Task instructions >> Please state how many lines in the records below contain the word "field"; the number alone is the answer.

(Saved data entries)
# # # # # # #

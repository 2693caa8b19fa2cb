use bytes::{Bytes, BytesMut};

use super::error::DecodingError;
use super::tags;

/// An append-only byte buffer with an independent write cursor (its length)
/// and read cursor, used as the wire representation ETF encode/decode
/// operate over directly.
///
/// Two constructors mirror the two legal ETF payload shapes: [`Buffer::new`]
/// produces bare term bytes (no version marker), [`Buffer::with_version`]
/// leads with the version byte `131`. Decoding a payload that may or may
/// not carry that leading byte goes through [`Buffer::consume_version`].
#[derive(Debug, Clone)]
pub struct Buffer {
    data: BytesMut,
    read_pos: usize,
    versioned: bool,
}

impl Buffer {
    pub fn new() -> Self {
        Self {
            data: BytesMut::new(),
            read_pos: 0,
            versioned: false,
        }
    }

    pub fn with_version() -> Self {
        let mut buf = Self::new();
        buf.append_byte(tags::VERSION);
        buf.versioned = true;
        buf
    }

    /// Wrap externally received bytes (e.g. a frame just read off a socket)
    /// for decoding. The read cursor starts at zero.
    pub fn from_bytes(bytes: impl Into<Bytes>) -> Self {
        Self {
            data: BytesMut::from(bytes.into()),
            read_pos: 0,
            versioned: false,
        }
    }

    pub fn append_byte(&mut self, byte: u8) {
        self.data.extend_from_slice(&[byte]);
    }

    pub fn append_bytes(&mut self, bytes: &[u8]) {
        self.data.extend_from_slice(bytes);
    }

    pub fn reserve(&mut self, additional: usize) {
        self.data.reserve(additional);
    }

    /// Overwrite `bytes.len()` bytes starting at `offset`, which must
    /// already be within the written region.
    pub fn write_at(&mut self, offset: usize, bytes: &[u8]) {
        self.data[offset..offset + bytes.len()].copy_from_slice(bytes);
    }

    /// Length of everything written so far; the invariant the buffer
    /// upholds is that this always equals the number of bytes emitted.
    pub fn write_pos(&self) -> usize {
        self.data.len()
    }

    pub fn read_pos(&self) -> usize {
        self.read_pos
    }

    /// Rewind (or fast-forward) the read cursor to a previously observed
    /// offset. Used by the keyed decoder to revisit a field after an
    /// initial indexing pass.
    pub fn set_read_pos(&mut self, pos: usize) {
        self.read_pos = pos;
    }

    pub fn remaining(&self) -> usize {
        self.data.len().saturating_sub(self.read_pos)
    }

    pub fn is_exhausted(&self) -> bool {
        self.read_pos >= self.data.len()
    }

    pub fn as_slice(&self) -> &[u8] {
        &self.data
    }

    pub fn into_vec(self) -> Vec<u8> {
        self.data.to_vec()
    }

    pub fn to_bytes(&self) -> Bytes {
        self.data.clone().freeze()
    }

    /// Peek the next tag byte without advancing the read cursor.
    pub fn read_tag(&self) -> Result<u8, DecodingError> {
        self.data
            .get(self.read_pos)
            .copied()
            .ok_or(DecodingError::Eof("tag"))
    }

    /// Consume the leading version byte if the decode is expected to see
    /// one. Call this once before decoding the first term of a payload
    /// that was produced with [`Buffer::with_version`].
    pub fn consume_version(&mut self) -> Result<(), DecodingError> {
        let tag = self.read_u8()?;
        if tag != tags::VERSION {
            return Err(DecodingError::BadTerm("expected ETF version byte 131"));
        }
        Ok(())
    }

    pub fn read_u8(&mut self) -> Result<u8, DecodingError> {
        let byte = self
            .data
            .get(self.read_pos)
            .copied()
            .ok_or(DecodingError::Eof("u8"))?;
        self.read_pos += 1;
        Ok(byte)
    }

    pub fn read_u16(&mut self) -> Result<u16, DecodingError> {
        let bytes = self.read_bytes(2)?;
        Ok(u16::from_be_bytes([bytes[0], bytes[1]]))
    }

    pub fn read_u32(&mut self) -> Result<u32, DecodingError> {
        let bytes = self.read_bytes(4)?;
        Ok(u32::from_be_bytes([bytes[0], bytes[1], bytes[2], bytes[3]]))
    }

    pub fn read_i32(&mut self) -> Result<i32, DecodingError> {
        Ok(self.read_u32()? as i32)
    }

    pub fn read_u64(&mut self) -> Result<u64, DecodingError> {
        let bytes = self.read_bytes(8)?;
        let mut arr = [0u8; 8];
        arr.copy_from_slice(bytes);
        Ok(u64::from_be_bytes(arr))
    }

    pub fn read_f64(&mut self) -> Result<f64, DecodingError> {
        let bytes = self.read_bytes(8)?;
        let mut arr = [0u8; 8];
        arr.copy_from_slice(bytes);
        Ok(f64::from_be_bytes(arr))
    }

    pub fn read_bytes(&mut self, n: usize) -> Result<&[u8], DecodingError> {
        let end = self
            .read_pos
            .checked_add(n)
            .ok_or(DecodingError::Eof("bytes"))?;
        if end > self.data.len() {
            return Err(DecodingError::Eof("bytes"));
        }
        let slice = &self.data[self.read_pos..end];
        self.read_pos = end;
        Ok(slice)
    }

    /// Append another buffer's term payload (skipping its version byte, if
    /// any) onto the end of this one. Used when splicing an already-encoded
    /// subterm into a larger message without re-encoding it.
    pub fn append_buffer(&mut self, other: &Buffer) {
        let start = if other.versioned { 1 } else { 0 };
        self.append_bytes(&other.data[start..]);
    }

    /// Advance the read cursor over exactly one well-formed term without
    /// materialising it. Runs in O(size-of-term) and performs no heap
    /// allocation.
    pub fn skip_term(&mut self) -> Result<(), DecodingError> {
        let tag = self.read_u8()?;
        match tag {
            tags::SMALL_INTEGER => {
                self.read_u8()?;
            }
            tags::INTEGER | tags::NEW_FLOAT => {
                self.read_bytes(if tag == tags::INTEGER { 4 } else { 8 })?;
            }
            tags::FLOAT_EXT => {
                self.read_bytes(31)?;
            }
            tags::ATOM | tags::ATOM_UTF8 => {
                let len = self.read_u16()? as usize;
                self.read_bytes(len)?;
            }
            tags::SMALL_ATOM | tags::SMALL_ATOM_UTF8 => {
                let len = self.read_u8()? as usize;
                self.read_bytes(len)?;
            }
            tags::SMALL_TUPLE => {
                let arity = self.read_u8()? as usize;
                for _ in 0..arity {
                    self.skip_term()?;
                }
            }
            tags::LARGE_TUPLE => {
                let arity = self.read_u32()? as usize;
                for _ in 0..arity {
                    self.skip_term()?;
                }
            }
            tags::NIL => {}
            tags::STRING => {
                let len = self.read_u16()? as usize;
                self.read_bytes(len)?;
            }
            tags::LIST => {
                let len = self.read_u32()? as usize;
                for _ in 0..len {
                    self.skip_term()?;
                }
                self.skip_term()?; // tail
            }
            tags::BINARY => {
                let len = self.read_u32()? as usize;
                self.read_bytes(len)?;
            }
            tags::BIT_BINARY => {
                let len = self.read_u32()? as usize;
                self.read_u8()?; // bit offset
                self.read_bytes(len)?;
            }
            tags::SMALL_BIG => {
                let n = self.read_u8()? as usize;
                self.read_u8()?; // sign
                self.read_bytes(n)?;
            }
            tags::LARGE_BIG => {
                let n = self.read_u32()? as usize;
                self.read_u8()?; // sign
                self.read_bytes(n)?;
            }
            tags::MAP => {
                let arity = self.read_u32()? as usize;
                for _ in 0..arity {
                    self.skip_term()?;
                    self.skip_term()?;
                }
            }
            tags::PID | tags::NEW_PID => {
                self.skip_term()?; // node atom
                self.read_bytes(if tag == tags::NEW_PID { 12 } else { 9 })?;
            }
            tags::PORT | tags::NEW_PORT => {
                self.skip_term()?;
                self.read_bytes(if tag == tags::NEW_PORT { 8 } else { 5 })?;
            }
            tags::REFERENCE => {
                self.skip_term()?;
                self.read_bytes(5)?;
            }
            tags::NEW_REFERENCE => {
                let len = self.read_u16()? as usize;
                self.skip_term()?;
                self.read_bytes(1 + len * 4)?;
            }
            tags::NEWER_REFERENCE => {
                let len = self.read_u16()? as usize;
                self.skip_term()?;
                self.read_bytes(4 + len * 4)?;
            }
            tags::EXPORT => {
                self.skip_term()?; // module
                self.skip_term()?; // function
                self.skip_term()?; // arity
            }
            tags::NEW_FUN => {
                let size = self.read_u32()? as usize;
                // `size` includes the tag byte and the 4-byte size field
                // itself; we've already consumed 5 bytes.
                self.read_bytes(size.saturating_sub(5))?;
            }
            tags::FUN => {
                let num_free = self.read_u32()? as usize;
                self.skip_term()?; // pid
                self.skip_term()?; // module
                self.skip_term()?; // index
                self.skip_term()?; // uniq
                for _ in 0..num_free {
                    self.skip_term()?;
                }
            }
            other => return Err(DecodingError::UnknownTag(other)),
        }
        Ok(())
    }
}

impl Default for Buffer {
    fn default() -> Self {
        Self::new()
    }
}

# # # # # # #

Completed exercise >> 2